- Mtelo Location within Kenya

Highest point
- Elevation: 3,336 m (10,945 ft)
- Prominence: 1,768 m (5,801 ft)
- Listing: Ultra Ribu
- Coordinates: 1°40′N 35°23′E﻿ / ﻿1.66°N 35.38°E

Geography
- Location: Kenya

= Mount Mtelo =

Mountain in Kenya

Mount Mtelo (Sekerr) is the seventh-highest mountain in Kenya (3336m/10,944 ft), after Mount Kenya, Mount Elgon, Aberdares, High Cheranganis, and Mount Kipipiri, and is situated in the North West highlands of West Pokot County, approximately 120 km north of Kitale Town.

==Climbing the mountain==
Marich Pass Field Studies Centre represents a good base to explore the mountain, and guides are available to help people with the ascent.

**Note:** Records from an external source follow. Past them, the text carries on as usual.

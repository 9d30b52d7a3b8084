//! Error taxonomy for rendering, binding, merging and compiling.
//!
//! Every variant carries the identifiers needed to act on it (layer name,
//! node identifier, ASN, exchange ID or path) so that a failure can be
//! fixed without re-running with extra logging.

use crate::emulator::RenderState;
use std::fmt;
use std::path::PathBuf;

/// Convenience alias used throughout the library.
pub type Result<T> = std::result::Result<T, EmuError>;

/// Something present on both sides of a merge.
#[derive(Debug, Clone, PartialEq, Eq)]
pub enum Conflict {
    Asn(u32),
    Exchange(u32),
    Layer(String),
    VirtualNode(String),
}

impl fmt::Display for Conflict {
    fn fmt(&self, f: &mut fmt::Formatter<'_>) -> fmt::Result {
        match self {
            Conflict::Asn(asn) => write!(f, "AS{} defined on both sides", asn),
            Conflict::Exchange(id) => write!(f, "exchange {} defined on both sides", id),
            Conflict::Layer(name) => write!(f, "layer '{}' cannot be combined", name),
            Conflict::VirtualNode(name) => write!(f, "virtual node '{}' defined on both sides", name),
        }
    }
}

fn join_conflicts(conflicts: &[Conflict]) -> String {
    conflicts
        .iter()
        .map(ToString::to_string)
        .collect::<Vec<_>>()
        .join("; ")
}

#[derive(Debug, thiserror::Error)]
pub enum EmuError {
    #[error("layer dependency cycle: {}", .cycle.join(" -> "))]
    CyclicDependency { cycle: Vec<String> },

    #[error("layer '{layer}' depends on '{dependency}', which is not installed")]
    UnknownDependency { layer: String, dependency: String },

    #[error("binding for virtual node '{virtual_node}' matched no node ({filter})")]
    BindingUnsatisfied { virtual_node: String, filter: String },

    #[error("binding for virtual node '{virtual_node}' matched {} nodes: {}", .candidates.len(), .candidates.join(", "))]
    BindingAmbiguous {
        virtual_node: String,
        candidates: Vec<String>,
    },

    #[error("binding for virtual node '{virtual_node}' selected {node}, which already hosts '{hosted}'")]
    NodeAlreadyHosting {
        virtual_node: String,
        node: String,
        hosted: String,
    },

    #[error("virtual node '{virtual_node}' is not declared by any installed service")]
    UnknownVirtualNode { virtual_node: String },

    #[error("merge conflict: {}", join_conflicts(.conflicts))]
    MergeConflict { conflicts: Vec<Conflict> },

    #[error("cannot {operation} while emulator is {state}")]
    InvalidState {
        operation: &'static str,
        state: RenderState,
    },

    #[error("emulator is frozen after rendering; cannot {operation}")]
    FrozenState { operation: &'static str },

    #[error("failed to write artifact {}: {source}", .path.display())]
    ArtifactWrite {
        path: PathBuf,
        #[source]
        source: std::io::Error,
    },

    #[error("layer '{layer}' failed: {source}")]
    LayerFailed {
        layer: String,
        #[source]
        source: Box<EmuError>,
    },

    #[error("{kind} '{id}' already exists")]
    DuplicateEntity { kind: &'static str, id: String },

    #[error("{kind} '{id}' does not exist")]
    UnknownEntity { kind: &'static str, id: String },

    #[error("invalid topology: {0}")]
    InvalidTopology(String),

    #[error("invalid node name pattern: {0}")]
    InvalidPattern(#[from] regex::Error),

    #[error("failed to serialize YAML artifact: {0}")]
    Yaml(#[from] serde_yaml::Error),

    #[error("failed to serialize JSON artifact: {0}")]
    Json(#[from] serde_json::Error),
}

impl EmuError {
    pub(crate) fn duplicate(kind: &'static str, id: impl ToString) -> Self {
        EmuError::DuplicateEntity {
            kind,
            id: id.to_string(),
        }
    }

    pub(crate) fn unknown(kind: &'static str, id: impl ToString) -> Self {
        EmuError::UnknownEntity {
            kind,
            id: id.to_string(),
        }
    }

    pub(crate) fn artifact(path: impl Into<PathBuf>, source: std::io::Error) -> Self {
        EmuError::ArtifactWrite {
            path: path.into(),
            source,
        }
    }

    /// Unwrap `LayerFailed` to the error that actually caused it.
    pub fn root_cause(&self) -> &EmuError {
        match self {
            EmuError::LayerFailed { source, .. } => source.root_cause(),
            other => other,
        }
    }
}

#[cfg(test)]
mod tests {
    use super::*;

    #[test]
    fn test_cycle_message_names_every_layer() {
        let err = EmuError::CyclicDependency {
            cycle: vec!["A".to_string(), "B".to_string(), "A".to_string()],
        };
        assert_eq!(err.to_string(), "layer dependency cycle: A -> B -> A");
    }

    #[test]
    fn test_merge_conflict_lists_all_conflicts() {
        let err = EmuError::MergeConflict {
            conflicts: vec![Conflict::Asn(100), Conflict::Exchange(20)],
        };
        let message = err.to_string();
        assert!(message.contains("AS100"));
        assert!(message.contains("exchange 20"));
    }

    #[test]
    fn test_root_cause_unwraps_layer_failures() {
        let err = EmuError::LayerFailed {
            layer: "Ebgp".to_string(),
            source: Box::new(EmuError::unknown("exchange", 7)),
        };
        assert!(matches!(err.root_cause(), EmuError::UnknownEntity { kind: "exchange", .. }));
        assert!(err.to_string().contains("Ebgp"));
    }
}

It is a three-day hike to the top and back, and it is advised that hikers stay a night or two at the Mount Mtelo Viewpoint Camp, a campsite with cottage accommodation run by the Ywalasiwa family. However, access to the campsite by vehicle involves a steep drive up the Sekerr escarpment. No specialist equipment or training is required for the climb, and different trails can be taken to the campsite and peak, passing through cultivated areas of the Pokot, forest, bamboo, and open moorland, with extensive views of eastern Uganda and north-west Kenya on a clear day. The mountain is considered sacred, as it is described as the cradle of pastoral Pokot according to oral traditions. Mount Mtelo is home to black-and-white colobus monkeys, small antelope, three species of turaco and 10 sunbird species.

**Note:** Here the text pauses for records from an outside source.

//! Full iBGP mesh between the routers of each AS, over loopbacks.

use super::ebgp::BgpSession;
use super::{Layer, RenderContext, BIRD_CONFIG_PATH};
use crate::error::{Conflict, EmuError, Result};
use crate::registry::NodeRole;
use crate::utils::naming::sanitize_identifier;
use std::any::Any;
use std::collections::BTreeSet;
use std::net::Ipv4Addr;
use std::rc::Rc;

#[derive(Debug, Clone, Default)]
pub struct Ibgp {
    masked: BTreeSet<u32>,
}

impl Ibgp {
    pub fn new() -> Self {
        Self::default()
    }

    /// Leave `asn` without an iBGP mesh.
    pub fn mask_asn(&mut self, asn: u32) -> &mut Self {
        self.masked.insert(asn);
        self
    }

    pub fn masked_asns(&self) -> &BTreeSet<u32> {
        &self.masked
    }
}

impl Layer for Ibgp {
    fn name(&self) -> &str {
        "Ibgp"
    }

    fn dependencies(&self) -> Vec<String> {
        vec!["Routing".to_string()]
    }

    fn materialize(&self, ctx: &mut RenderContext<'_>) -> Result<()> {
        let mut sessions = 0usize;

        for asys in ctx.registry.autonomous_systems_mut() {
            let asn = asys.asn();
            if self.masked.contains(&asn) {
                log::debug!("Ibgp: AS{} masked", asn);
                continue;
            }

            let mut loopbacks: Vec<(String, Ipv4Addr)> = Vec::new();
            for router in asys.routers() {
                let loopback = router.loopback().ok_or_else(|| {
                    EmuError::InvalidTopology(format!("router {} has no loopback", router.identifier()))
                })?;
                loopbacks.push((router.name().to_string(), loopback));
            }
            if loopbacks.len() < 2 {
                continue;
            }

            for node in asys.nodes_mut().iter_mut().filter(|n| n.role() == NodeRole::Router) {
                let Some(local) = node.loopback() else { continue };
                let own_name = node.name().to_string();
                for (peer, peer_loopback) in loopbacks.iter().filter(|(name, _)| *name != own_name) {
                    let session = BgpSession {
                        name: format!("ibgp_{}_{}", sanitize_identifier(peer), peer_loopback.octets()[3]),
                        local,
                        local_as: asn,
                        neighbor: *peer_loopback,
                        neighbor_as: asn,
                        import_pref: None,
                        export_all: true,
                        next_hop_self: true,
                        route_server_client: false,
                    };
                    node.append_file(BIRD_CONFIG_PATH, &session.render());
                    sessions += 1;
                }
            }
        }

        log::info!("Ibgp layer configured {} sessions", sessions);
        Ok(())
    }

    fn merge_with(&self, other: &dyn Layer) -> Result<Rc<dyn Layer>> {
        let other = other
            .as_any()
            .downcast_ref::<Ibgp>()
            .ok_or_else(|| EmuError::MergeConflict {
                conflicts: vec![Conflict::Layer(self.name().to_string())],
            })?;
        let mut merged = self.clone();
        merged.masked.extend(other.masked.iter().copied());
        Ok(Rc::new(merged))
    }

    fn as_any(&self) -> &dyn Any {
        self
    }
}

#[cfg(test)]
mod tests {
    use super::*;
    use crate::layer::{Base, Routing};
    use crate::registry::{NodeRef, Registry};

    fn transit(registry: &mut Registry, asn: u32, routers: usize) {
        let asys = registry.create_autonomous_system(asn).unwrap();
        asys.create_network("net0").unwrap();
        for i in 0..routers {
            asys.create_router(format!("r{}", i)).unwrap().join_network("net0");
        }
    }

    fn render(registry: &mut Registry, ibgp: &Ibgp) {
        Base.materialize(&mut RenderContext::new(registry, &[])).unwrap();
        Routing.materialize(&mut RenderContext::new(registry, &[])).unwrap();
        ibgp.materialize(&mut RenderContext::new(registry, &[])).unwrap();
    }

    fn session_count(registry: &Registry, asn: u32, name: &str) -> usize {
        registry
            .node(&NodeRef::as_node(asn, name))
            .and_then(|n| n.file(BIRD_CONFIG_PATH))
            .map(|f| f.content.matches("protocol bgp ibgp_").count())
            .unwrap_or(0)
    }

    #[test]
    fn test_full_mesh_over_loopbacks() {
        let mut registry = Registry::new();
        transit(&mut registry, 5, 3);
        render(&mut registry, &Ibgp::new());

        for name in ["r0", "r1", "r2"] {
            assert_eq!(session_count(&registry, 5, name), 2);
        }
        let conf = &registry
            .node(&NodeRef::as_node(5, "r0"))
            .unwrap()
            .file(BIRD_CONFIG_PATH)
            .unwrap()
            .content;
        assert!(conf.contains("local 172.16.5.1 as 5;"));
        assert!(conf.contains("neighbor 172.16.5.2 as 5;"));
        assert!(conf.contains("neighbor 172.16.5.3 as 5;"));
    }

    #[test]
    fn test_single_router_and_masked_as_skipped() {
        let mut registry = Registry::new();
        transit(&mut registry, 6, 1);
        transit(&mut registry, 7, 2);
        let mut ibgp = Ibgp::new();
        ibgp.mask_asn(7);
        render(&mut registry, &ibgp);

        assert_eq!(session_count(&registry, 6, "r0"), 0);
        assert_eq!(session_count(&registry, 7, "r0"), 0);
        assert_eq!(session_count(&registry, 7, "r1"), 0);
    }

    #[test]
    fn test_protocol_names_distinct_for_similar_router_names() {
        let mut registry = Registry::new();
        let asys = registry.create_autonomous_system(8).unwrap();
        asys.create_network("net0").unwrap();
        for name in ["r0", "r-1", "r_1"] {
            asys.create_router(name).unwrap().join_network("net0");
        }
        render(&mut registry, &Ibgp::new());

        let conf = &registry
            .node(&NodeRef::as_node(8, "r0"))
            .unwrap()
            .file(BIRD_CONFIG_PATH)
            .unwrap()
            .content;
        let names: Vec<&str> = conf
            .lines()
            .filter_map(|line| line.strip_prefix("protocol bgp "))
            .filter(|rest| rest.starts_with("ibgp_"))
            .collect();
        assert_eq!(names.len(), 2);
        assert_ne!(names[0], names[1]);
    }

    #[test]
    fn test_merge_unions_masks() {
        let mut left = Ibgp::new();
        left.mask_asn(1);
        let mut right = Ibgp::new();
        right.mask_asn(2);
        let merged = left.merge_with(&right).unwrap();
        let merged = merged.as_any().downcast_ref::<Ibgp>().unwrap();
        assert_eq!(merged.masked_asns().iter().copied().collect::<Vec<_>>(), vec![1, 2]);
    }
}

The altitude means the temperature and humidity are lower than in Marich, making hiking far more comfortable and unfavorable for mosquitoes.

==Community and development projects==
The area is home to six clans, Chapin, Kamket, Ngusurot, Silokot, Talai, and Tungo, with an overall population of over 30,000. However, the area is isolated, and most people are involved in subsistence farming (maize and beans). In recent years local people, with outside assistance, have worked to set up several community projects aimed at helping the Pokot people of the Mbara sub-location. These projects have included: the creation of many water pipeline projects which provide safe drinking water to the local population, the building of a new clinic, and a tree nursery controlled by a local women's group.